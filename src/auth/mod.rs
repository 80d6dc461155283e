//! Authentication — the four-field credential record and login wire types.
//!
//! ## Security Model
//!
//! - The password and API key are wiped from memory when the record is dropped
//!   and never appear in `Debug` output or logs.
//! - The SDK attaches no token to requests after login. In the browser any session
//!   cookie set by the backend is carried automatically.

#[cfg(feature = "http")]
pub mod client;

use serde::{Deserialize, Serialize};
use std::fmt;
use std::str::FromStr;
use zeroize::{Zeroize, ZeroizeOnDrop};

use crate::error::AuthError;

pub use crate::shared::Outcome as LoginResponse;

// ============================================================================
// Credential fields
// ============================================================================

/// One of the four login form fields.
#[derive(Debug, Clone, Copy, PartialEq, Eq, Hash)]
pub enum CredentialField {
    Totp,
    ApiKey,
    ClientId,
    Password,
}

impl CredentialField {
    pub const ALL: [CredentialField; 4] = [
        CredentialField::Totp,
        CredentialField::ApiKey,
        CredentialField::ClientId,
        CredentialField::Password,
    ];

    /// Form input name, identical to the JSON key sent to the backend.
    pub fn as_str(&self) -> &'static str {
        match self {
            Self::Totp => "totp",
            Self::ApiKey => "apikey",
            Self::ClientId => "clientId",
            Self::Password => "password",
        }
    }

    pub fn label(&self) -> &'static str {
        match self {
            Self::Totp => "TOTP",
            Self::ApiKey => "API Key",
            Self::ClientId => "Client ID",
            Self::Password => "Password",
        }
    }

    /// Whether the input masks what is typed.
    pub fn is_masked(&self) -> bool {
        matches!(self, Self::Password)
    }
}

impl fmt::Display for CredentialField {
    fn fmt(&self, f: &mut fmt::Formatter<'_>) -> fmt::Result {
        write!(f, "{}", self.as_str())
    }
}

impl FromStr for CredentialField {
    type Err = AuthError;

    fn from_str(s: &str) -> Result<Self, Self::Err> {
        CredentialField::ALL
            .into_iter()
            .find(|field| field.as_str() == s)
            .ok_or_else(|| AuthError::UnknownField(s.to_string()))
    }
}

// ============================================================================
// Credentials
// ============================================================================

/// Login request body: `{totp, apikey, clientId, password}`.
#[derive(Clone, Default, PartialEq, Eq, Serialize, Deserialize, Zeroize, ZeroizeOnDrop)]
pub struct Credentials {
    pub totp: String,
    pub apikey: String,
    #[serde(rename = "clientId")]
    pub client_id: String,
    pub password: String,
}

impl Credentials {
    pub fn new(
        totp: impl Into<String>,
        apikey: impl Into<String>,
        client_id: impl Into<String>,
        password: impl Into<String>,
    ) -> Self {
        Self {
            totp: totp.into(),
            apikey: apikey.into(),
            client_id: client_id.into(),
            password: password.into(),
        }
    }

    pub fn get(&self, field: CredentialField) -> &str {
        match field {
            CredentialField::Totp => &self.totp,
            CredentialField::ApiKey => &self.apikey,
            CredentialField::ClientId => &self.client_id,
            CredentialField::Password => &self.password,
        }
    }

    /// Replace one field, leaving the other three untouched.
    pub fn set(&mut self, field: CredentialField, value: impl Into<String>) {
        let slot = match field {
            CredentialField::Totp => &mut self.totp,
            CredentialField::ApiKey => &mut self.apikey,
            CredentialField::ClientId => &mut self.client_id,
            CredentialField::Password => &mut self.password,
        };
        slot.zeroize();
        *slot = value.into();
    }

    /// Fields that are still empty, in form order.
    pub fn missing_fields(&self) -> Vec<CredentialField> {
        CredentialField::ALL
            .into_iter()
            .filter(|field| self.get(*field).is_empty())
            .collect()
    }

    pub fn is_complete(&self) -> bool {
        self.missing_fields().is_empty()
    }

    /// First missing field as an error, for hosts without `required` inputs.
    pub fn ensure_complete(&self) -> Result<(), AuthError> {
        match self.missing_fields().first() {
            Some(field) => Err(AuthError::MissingField(*field)),
            None => Ok(()),
        }
    }
}

impl fmt::Debug for Credentials {
    fn fmt(&self, f: &mut fmt::Formatter<'_>) -> fmt::Result {
        f.debug_struct("Credentials")
            .field("totp", &self.totp)
            .field("apikey", &"<redacted>")
            .field("client_id", &self.client_id)
            .field("password", &"<redacted>")
            .finish()
    }
}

Task: If a line in the data above contains the string "four", count it; then state only the total.

Response below: 2